Marinera tentou fuga e mudança de identidade para burlar sanções
O navio Marinera, com bandeira russa, demonstrou uma tentativa de evasão prolongada. A secretária Kristi Noem afirmou que a embarcação mudou de nome e pintura para despistar as autoridades. A perseguição durou semanas, culminando na interceptação em águas internacionais, mas em uma área próxima à Islândia, o que levanta questões sobre a jurisdição.
O Marinera, anteriormente conhecido como Bella I, é um exemplo das estratégias utilizadas para contornar as sanções americanas. A mudança de identidade em embarcações que transportam petróleo venezuelano tem sido uma prática recorrente, segundo as autoridades dos EUA, visando dificultar a identificação e a apreensão.
M/T Sophia apreendido no Caribe em operação contra “atividades ilícitas”
O segundo navio, M/T Sophia, foi abordado e apreendido próximo à região do Caribe. O Comando Sul dos EUA declarou que a embarcação estava operando em águas internacionais e envolvida em atividades consideradas ilícitas. A Guarda Costeira americana será responsável por escoltar o navio até os Estados Unidos.
A operação contra o M/T Sophia reforça a determinação dos EUA em fazer cumprir as sanções contra o setor de petróleo venezuelano. O secretário de Guerra dos EUA, Pete Hegseth, reiterou que o bloqueio comercial ao petróleo venezuelano “sancionado e ilícito permanece em pleno efeito, em qualquer lugar do mundo”.
Rússia critica apreensão e alega violação do direito marítimo internacional
O governo russo reagiu à apreensão do navio Marinera, classificando a ação como uma violação do direito marítimo internacional. O Ministério dos Transportes da Rússia citou a Convenção das Nações Unidas sobre o Direito do Mar de 1982, que garante a liberdade de navegação em alto-mar. Segundo o ministério, nenhum Estado tem o direito de usar a força contra navios registrados em outras jurisdições.
As autoridades russas informaram ter perdido o contato com o Marinera após a abordagem pelas forças dos EUA. A Rússia defende que a apreensão do navio, registrado sob sua bandeira, constitui uma transgressão das normas internacionais que regem a navegação marítima, especialmente em águas internacionais.
EUA reafirmam compromisso em impedir comércio de petróleo venezuelano
Pete Hegseth, secretário de Guerra dos EUA, enfatizou através das redes sociais que os Estados Unidos continuarão a impor o bloqueio contra “navios fantasmas” que transportam petróleo venezuelano ilegalmente. O objetivo, segundo ele, é impedir o financiamento de atividades ilícitas e o roubo de recursos do povo venezuelano.

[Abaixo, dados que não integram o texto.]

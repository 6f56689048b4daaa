/// Middleware for the API server
///
/// - `security`: security response headers
/// - `auth`: access-token guard and admin guard

pub mod auth;
pub mod security;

Hegseth declarou que apenas o comércio de energia “legítimo e legal”, conforme determinado pelos EUA, será permitido. A mensagem clara é que os Estados Unidos buscam controlar o fluxo de petróleo venezuelano, impedindo que ele seja utilizado para fins considerados problemáticos pelo governo americano, reforçando a política de sanções.